Lines in the listing below containing the string "Driving" are to be identified and copied.

**Exercise data**
.....

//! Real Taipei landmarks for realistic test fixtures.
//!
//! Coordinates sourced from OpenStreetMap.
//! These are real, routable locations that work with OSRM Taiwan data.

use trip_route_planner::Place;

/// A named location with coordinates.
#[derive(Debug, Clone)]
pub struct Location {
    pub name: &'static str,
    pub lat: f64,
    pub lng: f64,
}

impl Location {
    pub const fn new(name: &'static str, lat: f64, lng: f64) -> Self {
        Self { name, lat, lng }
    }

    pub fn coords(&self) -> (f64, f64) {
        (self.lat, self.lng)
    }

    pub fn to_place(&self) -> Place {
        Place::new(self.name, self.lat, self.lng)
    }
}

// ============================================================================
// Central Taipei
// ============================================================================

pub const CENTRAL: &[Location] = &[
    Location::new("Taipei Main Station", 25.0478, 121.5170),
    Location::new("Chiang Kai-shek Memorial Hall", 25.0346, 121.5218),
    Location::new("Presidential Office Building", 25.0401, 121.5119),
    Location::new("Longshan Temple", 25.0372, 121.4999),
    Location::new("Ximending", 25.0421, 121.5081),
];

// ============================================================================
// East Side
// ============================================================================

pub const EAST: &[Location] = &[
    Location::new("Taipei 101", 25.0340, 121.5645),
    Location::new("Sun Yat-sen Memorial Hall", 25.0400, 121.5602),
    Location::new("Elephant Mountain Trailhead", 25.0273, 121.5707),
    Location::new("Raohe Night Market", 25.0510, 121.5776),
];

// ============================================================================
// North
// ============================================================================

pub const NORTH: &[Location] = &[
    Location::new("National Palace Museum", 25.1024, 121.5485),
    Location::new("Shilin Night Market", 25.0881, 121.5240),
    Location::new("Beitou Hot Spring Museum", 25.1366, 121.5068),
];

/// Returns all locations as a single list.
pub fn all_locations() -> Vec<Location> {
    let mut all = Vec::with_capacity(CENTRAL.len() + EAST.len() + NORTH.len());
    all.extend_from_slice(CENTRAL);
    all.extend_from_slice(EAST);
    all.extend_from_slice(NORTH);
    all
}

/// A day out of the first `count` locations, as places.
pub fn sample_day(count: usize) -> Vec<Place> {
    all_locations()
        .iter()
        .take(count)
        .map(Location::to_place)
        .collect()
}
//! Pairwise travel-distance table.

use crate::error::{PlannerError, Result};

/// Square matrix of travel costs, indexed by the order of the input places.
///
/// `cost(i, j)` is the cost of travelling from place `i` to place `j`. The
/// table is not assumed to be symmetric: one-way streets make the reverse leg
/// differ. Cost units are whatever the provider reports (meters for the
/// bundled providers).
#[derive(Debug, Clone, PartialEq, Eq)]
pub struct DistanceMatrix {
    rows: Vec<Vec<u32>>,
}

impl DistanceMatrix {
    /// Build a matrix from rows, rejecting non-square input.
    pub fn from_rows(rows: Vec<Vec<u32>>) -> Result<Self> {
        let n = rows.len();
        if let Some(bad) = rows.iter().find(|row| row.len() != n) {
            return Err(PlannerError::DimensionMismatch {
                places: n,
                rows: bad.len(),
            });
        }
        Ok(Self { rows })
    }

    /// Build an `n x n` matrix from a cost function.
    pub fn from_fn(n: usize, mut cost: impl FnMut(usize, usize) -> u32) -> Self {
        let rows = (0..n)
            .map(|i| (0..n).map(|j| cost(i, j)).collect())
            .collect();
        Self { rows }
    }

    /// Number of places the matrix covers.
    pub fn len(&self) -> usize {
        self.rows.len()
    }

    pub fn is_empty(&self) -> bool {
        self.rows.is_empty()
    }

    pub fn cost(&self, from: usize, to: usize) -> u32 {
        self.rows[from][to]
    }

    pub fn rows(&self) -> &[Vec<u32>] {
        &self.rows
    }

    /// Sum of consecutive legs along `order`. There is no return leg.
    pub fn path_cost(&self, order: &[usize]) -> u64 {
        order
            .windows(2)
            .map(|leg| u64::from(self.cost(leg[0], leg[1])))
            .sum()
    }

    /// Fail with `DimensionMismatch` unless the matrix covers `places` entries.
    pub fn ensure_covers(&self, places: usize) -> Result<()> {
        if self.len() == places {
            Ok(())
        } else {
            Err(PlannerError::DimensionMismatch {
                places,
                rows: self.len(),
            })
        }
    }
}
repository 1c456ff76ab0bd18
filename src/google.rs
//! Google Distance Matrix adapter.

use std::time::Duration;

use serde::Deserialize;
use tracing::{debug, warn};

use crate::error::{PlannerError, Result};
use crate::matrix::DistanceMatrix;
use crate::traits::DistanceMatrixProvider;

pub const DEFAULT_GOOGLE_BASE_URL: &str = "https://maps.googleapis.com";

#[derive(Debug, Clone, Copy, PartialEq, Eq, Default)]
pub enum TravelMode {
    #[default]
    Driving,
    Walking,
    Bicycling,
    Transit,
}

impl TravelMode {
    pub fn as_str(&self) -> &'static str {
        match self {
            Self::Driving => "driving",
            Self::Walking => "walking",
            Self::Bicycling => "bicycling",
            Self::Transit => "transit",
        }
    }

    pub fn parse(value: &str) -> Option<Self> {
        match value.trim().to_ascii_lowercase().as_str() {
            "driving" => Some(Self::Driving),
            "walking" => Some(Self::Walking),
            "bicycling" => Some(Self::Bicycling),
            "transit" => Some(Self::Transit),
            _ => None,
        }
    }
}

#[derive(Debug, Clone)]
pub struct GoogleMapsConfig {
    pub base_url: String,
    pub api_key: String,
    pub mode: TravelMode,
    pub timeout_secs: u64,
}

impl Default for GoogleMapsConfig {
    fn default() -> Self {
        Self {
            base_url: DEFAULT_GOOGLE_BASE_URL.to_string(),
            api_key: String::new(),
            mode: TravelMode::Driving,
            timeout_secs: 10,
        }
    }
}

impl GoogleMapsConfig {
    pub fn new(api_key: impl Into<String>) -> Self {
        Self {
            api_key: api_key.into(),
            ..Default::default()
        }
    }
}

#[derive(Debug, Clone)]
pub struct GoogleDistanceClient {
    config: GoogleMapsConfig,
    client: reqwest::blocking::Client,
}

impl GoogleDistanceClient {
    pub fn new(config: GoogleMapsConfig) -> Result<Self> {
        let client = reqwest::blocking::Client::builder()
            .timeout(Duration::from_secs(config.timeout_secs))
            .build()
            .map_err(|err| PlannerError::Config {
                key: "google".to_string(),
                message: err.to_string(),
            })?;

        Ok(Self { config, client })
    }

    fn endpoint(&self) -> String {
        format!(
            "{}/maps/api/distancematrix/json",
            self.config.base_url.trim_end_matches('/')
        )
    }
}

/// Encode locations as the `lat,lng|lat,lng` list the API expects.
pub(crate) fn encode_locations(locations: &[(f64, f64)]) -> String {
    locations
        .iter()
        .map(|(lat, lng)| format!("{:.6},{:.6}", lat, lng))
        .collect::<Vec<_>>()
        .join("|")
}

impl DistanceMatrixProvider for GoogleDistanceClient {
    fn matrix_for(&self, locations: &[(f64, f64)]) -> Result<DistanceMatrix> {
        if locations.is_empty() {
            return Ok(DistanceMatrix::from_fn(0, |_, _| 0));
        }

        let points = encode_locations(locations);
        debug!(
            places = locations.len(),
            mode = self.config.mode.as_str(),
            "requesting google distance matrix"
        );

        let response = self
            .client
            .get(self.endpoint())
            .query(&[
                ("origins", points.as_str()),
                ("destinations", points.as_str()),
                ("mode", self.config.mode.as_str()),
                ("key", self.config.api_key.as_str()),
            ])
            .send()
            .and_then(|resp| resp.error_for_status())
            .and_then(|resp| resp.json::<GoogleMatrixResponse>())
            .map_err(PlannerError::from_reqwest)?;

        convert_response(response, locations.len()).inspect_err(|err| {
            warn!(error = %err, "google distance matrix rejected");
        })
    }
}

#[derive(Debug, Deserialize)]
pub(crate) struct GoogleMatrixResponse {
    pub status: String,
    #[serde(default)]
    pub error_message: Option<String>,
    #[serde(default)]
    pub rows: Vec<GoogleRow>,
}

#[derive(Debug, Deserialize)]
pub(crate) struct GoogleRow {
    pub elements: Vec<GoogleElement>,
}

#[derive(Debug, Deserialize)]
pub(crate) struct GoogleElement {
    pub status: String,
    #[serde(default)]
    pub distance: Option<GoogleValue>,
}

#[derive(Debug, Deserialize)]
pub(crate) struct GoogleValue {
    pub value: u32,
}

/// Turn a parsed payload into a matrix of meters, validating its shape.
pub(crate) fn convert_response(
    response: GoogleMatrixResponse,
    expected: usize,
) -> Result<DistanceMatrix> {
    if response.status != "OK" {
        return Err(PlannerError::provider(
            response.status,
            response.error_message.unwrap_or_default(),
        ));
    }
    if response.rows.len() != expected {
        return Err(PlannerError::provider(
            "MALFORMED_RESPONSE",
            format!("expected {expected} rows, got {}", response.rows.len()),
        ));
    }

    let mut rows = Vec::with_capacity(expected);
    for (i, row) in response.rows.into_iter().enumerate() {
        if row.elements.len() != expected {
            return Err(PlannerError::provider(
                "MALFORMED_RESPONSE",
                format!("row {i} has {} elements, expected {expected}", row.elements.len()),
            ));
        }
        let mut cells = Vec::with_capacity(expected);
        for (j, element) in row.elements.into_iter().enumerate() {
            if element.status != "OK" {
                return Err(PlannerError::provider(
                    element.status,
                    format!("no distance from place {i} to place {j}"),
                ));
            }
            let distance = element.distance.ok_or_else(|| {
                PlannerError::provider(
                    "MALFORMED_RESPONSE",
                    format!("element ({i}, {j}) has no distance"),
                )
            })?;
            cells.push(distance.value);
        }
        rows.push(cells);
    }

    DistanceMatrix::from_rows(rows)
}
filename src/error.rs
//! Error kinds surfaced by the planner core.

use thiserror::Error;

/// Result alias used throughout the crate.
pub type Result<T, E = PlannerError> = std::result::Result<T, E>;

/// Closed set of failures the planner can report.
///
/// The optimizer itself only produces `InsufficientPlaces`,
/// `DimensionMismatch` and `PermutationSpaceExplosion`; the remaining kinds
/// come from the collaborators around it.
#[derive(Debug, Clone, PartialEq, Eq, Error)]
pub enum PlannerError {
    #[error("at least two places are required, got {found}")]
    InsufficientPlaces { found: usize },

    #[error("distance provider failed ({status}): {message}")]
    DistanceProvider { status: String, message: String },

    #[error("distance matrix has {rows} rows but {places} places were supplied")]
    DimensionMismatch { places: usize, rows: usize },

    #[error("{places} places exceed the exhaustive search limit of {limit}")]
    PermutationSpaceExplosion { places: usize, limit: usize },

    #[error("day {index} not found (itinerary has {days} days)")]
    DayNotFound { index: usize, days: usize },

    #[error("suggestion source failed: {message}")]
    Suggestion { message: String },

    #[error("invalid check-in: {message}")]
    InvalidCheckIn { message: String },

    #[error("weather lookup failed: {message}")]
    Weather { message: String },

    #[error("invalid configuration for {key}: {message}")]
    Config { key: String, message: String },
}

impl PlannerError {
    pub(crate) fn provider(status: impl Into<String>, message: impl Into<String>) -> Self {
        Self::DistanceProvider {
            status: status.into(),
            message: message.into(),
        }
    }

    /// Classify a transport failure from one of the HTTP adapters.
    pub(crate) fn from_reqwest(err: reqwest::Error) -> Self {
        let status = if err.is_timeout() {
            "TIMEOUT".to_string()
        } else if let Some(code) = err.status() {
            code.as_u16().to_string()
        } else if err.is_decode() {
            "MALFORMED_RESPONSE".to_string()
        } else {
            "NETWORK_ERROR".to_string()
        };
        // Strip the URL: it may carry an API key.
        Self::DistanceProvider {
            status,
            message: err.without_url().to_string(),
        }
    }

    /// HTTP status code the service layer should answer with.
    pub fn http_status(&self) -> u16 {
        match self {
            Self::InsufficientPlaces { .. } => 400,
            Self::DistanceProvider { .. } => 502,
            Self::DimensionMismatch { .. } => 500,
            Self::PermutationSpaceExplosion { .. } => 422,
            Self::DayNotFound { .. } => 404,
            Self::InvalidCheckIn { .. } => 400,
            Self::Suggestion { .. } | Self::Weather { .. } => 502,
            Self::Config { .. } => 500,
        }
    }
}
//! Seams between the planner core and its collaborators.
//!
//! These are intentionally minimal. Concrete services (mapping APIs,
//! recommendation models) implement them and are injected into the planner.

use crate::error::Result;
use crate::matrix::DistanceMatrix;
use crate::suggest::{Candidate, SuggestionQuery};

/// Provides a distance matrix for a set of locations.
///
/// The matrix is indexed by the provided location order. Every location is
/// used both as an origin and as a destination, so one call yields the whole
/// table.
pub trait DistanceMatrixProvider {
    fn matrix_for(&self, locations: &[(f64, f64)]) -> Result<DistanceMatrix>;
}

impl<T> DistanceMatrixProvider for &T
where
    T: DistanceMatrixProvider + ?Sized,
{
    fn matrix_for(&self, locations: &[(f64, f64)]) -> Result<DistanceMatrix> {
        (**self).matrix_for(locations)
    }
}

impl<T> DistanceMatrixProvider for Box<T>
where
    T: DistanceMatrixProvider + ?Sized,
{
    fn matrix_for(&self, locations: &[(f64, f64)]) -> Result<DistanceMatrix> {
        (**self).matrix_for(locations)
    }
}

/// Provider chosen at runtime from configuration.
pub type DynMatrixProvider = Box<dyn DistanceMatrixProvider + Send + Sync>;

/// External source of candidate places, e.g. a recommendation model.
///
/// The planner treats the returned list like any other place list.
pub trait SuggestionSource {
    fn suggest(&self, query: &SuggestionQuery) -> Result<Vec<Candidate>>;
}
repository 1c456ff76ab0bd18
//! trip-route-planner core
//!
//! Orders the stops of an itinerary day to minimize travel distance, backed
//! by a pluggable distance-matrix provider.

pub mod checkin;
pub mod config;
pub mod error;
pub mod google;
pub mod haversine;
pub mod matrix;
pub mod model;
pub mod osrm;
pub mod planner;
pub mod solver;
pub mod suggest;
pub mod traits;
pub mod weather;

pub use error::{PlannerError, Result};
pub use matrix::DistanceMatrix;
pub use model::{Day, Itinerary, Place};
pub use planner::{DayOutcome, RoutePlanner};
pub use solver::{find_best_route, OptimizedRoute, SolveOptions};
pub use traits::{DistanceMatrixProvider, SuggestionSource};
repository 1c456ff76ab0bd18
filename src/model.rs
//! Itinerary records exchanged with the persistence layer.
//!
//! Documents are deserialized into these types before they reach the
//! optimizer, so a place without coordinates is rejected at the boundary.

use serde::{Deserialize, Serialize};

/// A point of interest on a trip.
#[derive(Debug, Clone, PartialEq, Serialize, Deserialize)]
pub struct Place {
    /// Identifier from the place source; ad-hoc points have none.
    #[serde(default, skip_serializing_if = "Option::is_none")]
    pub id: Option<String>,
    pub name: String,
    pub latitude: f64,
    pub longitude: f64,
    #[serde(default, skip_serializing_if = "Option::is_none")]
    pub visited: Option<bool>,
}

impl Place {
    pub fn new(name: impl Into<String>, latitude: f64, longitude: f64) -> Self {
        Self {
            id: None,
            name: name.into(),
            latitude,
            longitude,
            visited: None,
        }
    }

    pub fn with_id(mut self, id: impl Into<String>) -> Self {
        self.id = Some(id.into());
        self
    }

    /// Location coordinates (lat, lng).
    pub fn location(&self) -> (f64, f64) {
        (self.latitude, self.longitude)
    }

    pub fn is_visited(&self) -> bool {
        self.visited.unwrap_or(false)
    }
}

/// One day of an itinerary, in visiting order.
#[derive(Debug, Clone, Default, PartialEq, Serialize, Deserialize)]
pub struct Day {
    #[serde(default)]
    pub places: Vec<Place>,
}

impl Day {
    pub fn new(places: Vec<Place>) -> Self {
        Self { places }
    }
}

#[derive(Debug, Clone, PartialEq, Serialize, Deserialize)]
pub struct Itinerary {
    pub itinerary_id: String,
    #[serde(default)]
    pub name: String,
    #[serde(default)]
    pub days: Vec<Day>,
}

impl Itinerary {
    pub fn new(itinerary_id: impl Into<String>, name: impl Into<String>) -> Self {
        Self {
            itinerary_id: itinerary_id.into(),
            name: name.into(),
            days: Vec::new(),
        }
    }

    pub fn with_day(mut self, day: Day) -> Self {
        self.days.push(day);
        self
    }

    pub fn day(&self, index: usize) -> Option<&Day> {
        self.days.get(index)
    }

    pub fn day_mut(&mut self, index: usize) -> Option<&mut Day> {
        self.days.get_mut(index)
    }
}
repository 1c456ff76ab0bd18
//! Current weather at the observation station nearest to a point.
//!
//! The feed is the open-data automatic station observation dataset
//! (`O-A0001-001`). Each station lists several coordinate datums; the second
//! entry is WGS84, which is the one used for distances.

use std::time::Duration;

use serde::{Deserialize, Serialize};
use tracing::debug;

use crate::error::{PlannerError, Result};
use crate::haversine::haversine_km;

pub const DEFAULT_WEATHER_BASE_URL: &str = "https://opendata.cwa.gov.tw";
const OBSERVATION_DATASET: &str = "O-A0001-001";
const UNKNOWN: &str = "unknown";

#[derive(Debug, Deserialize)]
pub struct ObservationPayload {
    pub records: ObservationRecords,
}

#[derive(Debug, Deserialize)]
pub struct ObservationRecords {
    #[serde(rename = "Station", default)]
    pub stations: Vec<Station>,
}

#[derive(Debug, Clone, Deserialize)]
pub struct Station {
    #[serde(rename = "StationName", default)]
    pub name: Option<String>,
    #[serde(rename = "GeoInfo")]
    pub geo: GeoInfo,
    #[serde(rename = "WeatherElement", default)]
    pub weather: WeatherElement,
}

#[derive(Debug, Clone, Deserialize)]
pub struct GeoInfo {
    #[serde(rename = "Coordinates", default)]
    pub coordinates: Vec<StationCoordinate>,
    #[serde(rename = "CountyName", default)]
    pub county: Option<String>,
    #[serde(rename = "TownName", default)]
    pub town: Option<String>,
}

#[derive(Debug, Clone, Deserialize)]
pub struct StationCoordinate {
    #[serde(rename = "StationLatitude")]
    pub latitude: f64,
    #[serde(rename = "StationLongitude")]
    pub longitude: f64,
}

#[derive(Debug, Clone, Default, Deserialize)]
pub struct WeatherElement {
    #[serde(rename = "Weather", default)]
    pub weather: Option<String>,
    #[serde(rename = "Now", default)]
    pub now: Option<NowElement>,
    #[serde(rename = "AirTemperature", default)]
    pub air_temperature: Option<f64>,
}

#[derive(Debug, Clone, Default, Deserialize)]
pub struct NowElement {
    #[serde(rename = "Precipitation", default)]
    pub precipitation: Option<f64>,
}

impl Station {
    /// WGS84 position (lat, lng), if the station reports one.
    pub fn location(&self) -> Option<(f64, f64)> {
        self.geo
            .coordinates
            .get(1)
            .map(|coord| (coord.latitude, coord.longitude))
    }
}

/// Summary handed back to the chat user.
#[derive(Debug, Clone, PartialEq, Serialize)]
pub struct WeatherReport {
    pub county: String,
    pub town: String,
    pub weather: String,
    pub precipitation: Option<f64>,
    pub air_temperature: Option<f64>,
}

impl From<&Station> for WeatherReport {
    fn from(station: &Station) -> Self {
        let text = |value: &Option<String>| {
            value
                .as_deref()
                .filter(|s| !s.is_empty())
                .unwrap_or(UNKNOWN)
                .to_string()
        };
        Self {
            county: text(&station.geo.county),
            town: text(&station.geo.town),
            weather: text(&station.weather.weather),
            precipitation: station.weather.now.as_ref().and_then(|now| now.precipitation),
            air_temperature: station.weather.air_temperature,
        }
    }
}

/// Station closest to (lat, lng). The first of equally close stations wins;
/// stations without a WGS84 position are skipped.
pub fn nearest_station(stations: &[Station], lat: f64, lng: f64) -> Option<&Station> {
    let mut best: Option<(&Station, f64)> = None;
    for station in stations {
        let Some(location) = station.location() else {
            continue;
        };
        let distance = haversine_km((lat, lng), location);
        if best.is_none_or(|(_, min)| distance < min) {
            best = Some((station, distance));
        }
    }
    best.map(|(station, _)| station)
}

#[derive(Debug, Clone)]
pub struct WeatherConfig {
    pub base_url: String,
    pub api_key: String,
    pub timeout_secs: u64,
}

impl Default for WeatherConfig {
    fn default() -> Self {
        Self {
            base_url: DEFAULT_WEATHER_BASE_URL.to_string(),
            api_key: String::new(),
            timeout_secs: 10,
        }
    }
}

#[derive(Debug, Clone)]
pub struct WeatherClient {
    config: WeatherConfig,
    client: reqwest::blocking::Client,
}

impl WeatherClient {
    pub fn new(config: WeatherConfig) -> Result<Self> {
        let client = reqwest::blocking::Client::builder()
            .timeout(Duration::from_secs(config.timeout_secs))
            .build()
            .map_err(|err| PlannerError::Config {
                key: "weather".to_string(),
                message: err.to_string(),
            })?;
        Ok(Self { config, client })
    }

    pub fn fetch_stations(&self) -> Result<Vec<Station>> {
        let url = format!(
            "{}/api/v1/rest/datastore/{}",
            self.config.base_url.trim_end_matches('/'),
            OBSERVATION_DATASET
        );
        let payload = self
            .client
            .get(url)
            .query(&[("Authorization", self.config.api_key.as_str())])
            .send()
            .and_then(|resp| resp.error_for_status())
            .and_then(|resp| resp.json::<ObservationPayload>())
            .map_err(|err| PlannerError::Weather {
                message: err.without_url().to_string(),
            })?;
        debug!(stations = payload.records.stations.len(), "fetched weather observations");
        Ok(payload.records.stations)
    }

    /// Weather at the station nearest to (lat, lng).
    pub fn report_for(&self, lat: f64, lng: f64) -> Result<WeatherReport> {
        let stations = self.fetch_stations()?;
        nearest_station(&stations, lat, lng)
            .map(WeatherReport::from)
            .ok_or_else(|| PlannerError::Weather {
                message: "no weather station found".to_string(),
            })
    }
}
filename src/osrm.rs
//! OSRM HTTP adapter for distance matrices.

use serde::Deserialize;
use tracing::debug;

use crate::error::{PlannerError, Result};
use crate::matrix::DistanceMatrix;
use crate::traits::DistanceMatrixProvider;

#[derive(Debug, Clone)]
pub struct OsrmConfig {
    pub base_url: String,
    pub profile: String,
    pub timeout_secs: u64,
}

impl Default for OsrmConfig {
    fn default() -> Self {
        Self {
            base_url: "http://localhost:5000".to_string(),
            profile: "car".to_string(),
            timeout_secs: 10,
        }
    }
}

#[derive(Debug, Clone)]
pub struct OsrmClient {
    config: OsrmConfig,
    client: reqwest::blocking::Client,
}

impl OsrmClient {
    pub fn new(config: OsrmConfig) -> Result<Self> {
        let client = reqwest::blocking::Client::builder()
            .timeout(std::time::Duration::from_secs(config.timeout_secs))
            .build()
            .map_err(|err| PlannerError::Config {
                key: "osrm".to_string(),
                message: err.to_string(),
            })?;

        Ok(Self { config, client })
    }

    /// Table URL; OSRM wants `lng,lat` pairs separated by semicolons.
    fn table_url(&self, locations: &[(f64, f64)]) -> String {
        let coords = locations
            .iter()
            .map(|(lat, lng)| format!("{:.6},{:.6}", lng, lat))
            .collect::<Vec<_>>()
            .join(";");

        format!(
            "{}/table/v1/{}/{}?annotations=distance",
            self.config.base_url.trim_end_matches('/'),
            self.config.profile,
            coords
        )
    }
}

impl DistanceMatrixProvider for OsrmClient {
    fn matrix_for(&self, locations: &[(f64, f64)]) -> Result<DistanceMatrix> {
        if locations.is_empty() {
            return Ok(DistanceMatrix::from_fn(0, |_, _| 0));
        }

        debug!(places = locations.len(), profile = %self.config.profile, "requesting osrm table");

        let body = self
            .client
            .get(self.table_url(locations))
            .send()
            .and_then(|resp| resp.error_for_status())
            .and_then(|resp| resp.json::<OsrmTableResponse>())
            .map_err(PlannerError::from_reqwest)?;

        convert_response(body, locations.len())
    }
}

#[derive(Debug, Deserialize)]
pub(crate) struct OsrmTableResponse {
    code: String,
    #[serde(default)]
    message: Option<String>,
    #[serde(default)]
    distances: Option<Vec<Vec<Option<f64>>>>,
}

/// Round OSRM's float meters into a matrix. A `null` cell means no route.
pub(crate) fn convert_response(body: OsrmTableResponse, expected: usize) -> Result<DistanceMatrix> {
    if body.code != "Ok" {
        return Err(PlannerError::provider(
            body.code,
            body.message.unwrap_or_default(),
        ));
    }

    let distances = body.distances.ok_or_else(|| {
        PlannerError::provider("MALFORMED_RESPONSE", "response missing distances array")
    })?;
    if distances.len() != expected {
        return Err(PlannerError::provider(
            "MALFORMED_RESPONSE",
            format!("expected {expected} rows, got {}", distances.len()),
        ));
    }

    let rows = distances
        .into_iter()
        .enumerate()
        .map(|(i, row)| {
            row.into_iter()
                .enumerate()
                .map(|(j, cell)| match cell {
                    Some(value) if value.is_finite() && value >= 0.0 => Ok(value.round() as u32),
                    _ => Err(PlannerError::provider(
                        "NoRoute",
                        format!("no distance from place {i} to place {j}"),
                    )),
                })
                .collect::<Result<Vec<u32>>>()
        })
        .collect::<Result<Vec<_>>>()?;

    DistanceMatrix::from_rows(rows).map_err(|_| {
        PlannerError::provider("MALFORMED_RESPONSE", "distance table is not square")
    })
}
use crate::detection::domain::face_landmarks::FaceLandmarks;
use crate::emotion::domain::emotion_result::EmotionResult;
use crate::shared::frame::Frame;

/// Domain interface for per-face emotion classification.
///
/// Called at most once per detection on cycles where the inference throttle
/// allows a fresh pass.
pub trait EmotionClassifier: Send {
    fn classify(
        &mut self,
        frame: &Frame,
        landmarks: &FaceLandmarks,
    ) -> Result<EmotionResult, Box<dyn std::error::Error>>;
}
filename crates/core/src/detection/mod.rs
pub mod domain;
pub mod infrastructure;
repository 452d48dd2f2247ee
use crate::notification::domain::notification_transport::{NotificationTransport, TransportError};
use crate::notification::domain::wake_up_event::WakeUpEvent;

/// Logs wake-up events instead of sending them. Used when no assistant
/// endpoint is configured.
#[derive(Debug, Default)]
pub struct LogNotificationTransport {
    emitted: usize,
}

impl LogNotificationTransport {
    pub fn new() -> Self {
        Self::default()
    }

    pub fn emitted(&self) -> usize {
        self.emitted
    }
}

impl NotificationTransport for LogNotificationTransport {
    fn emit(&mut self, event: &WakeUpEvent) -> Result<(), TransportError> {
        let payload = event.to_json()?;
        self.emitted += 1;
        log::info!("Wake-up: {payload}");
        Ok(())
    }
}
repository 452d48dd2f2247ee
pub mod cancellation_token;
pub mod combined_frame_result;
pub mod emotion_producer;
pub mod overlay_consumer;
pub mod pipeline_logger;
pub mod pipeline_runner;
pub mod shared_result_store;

.....

**Solution for this problem**
    Driving,
            Self::Driving => "driving",
            "driving" => Some(Self::Driving),
            mode: TravelMode::Driving,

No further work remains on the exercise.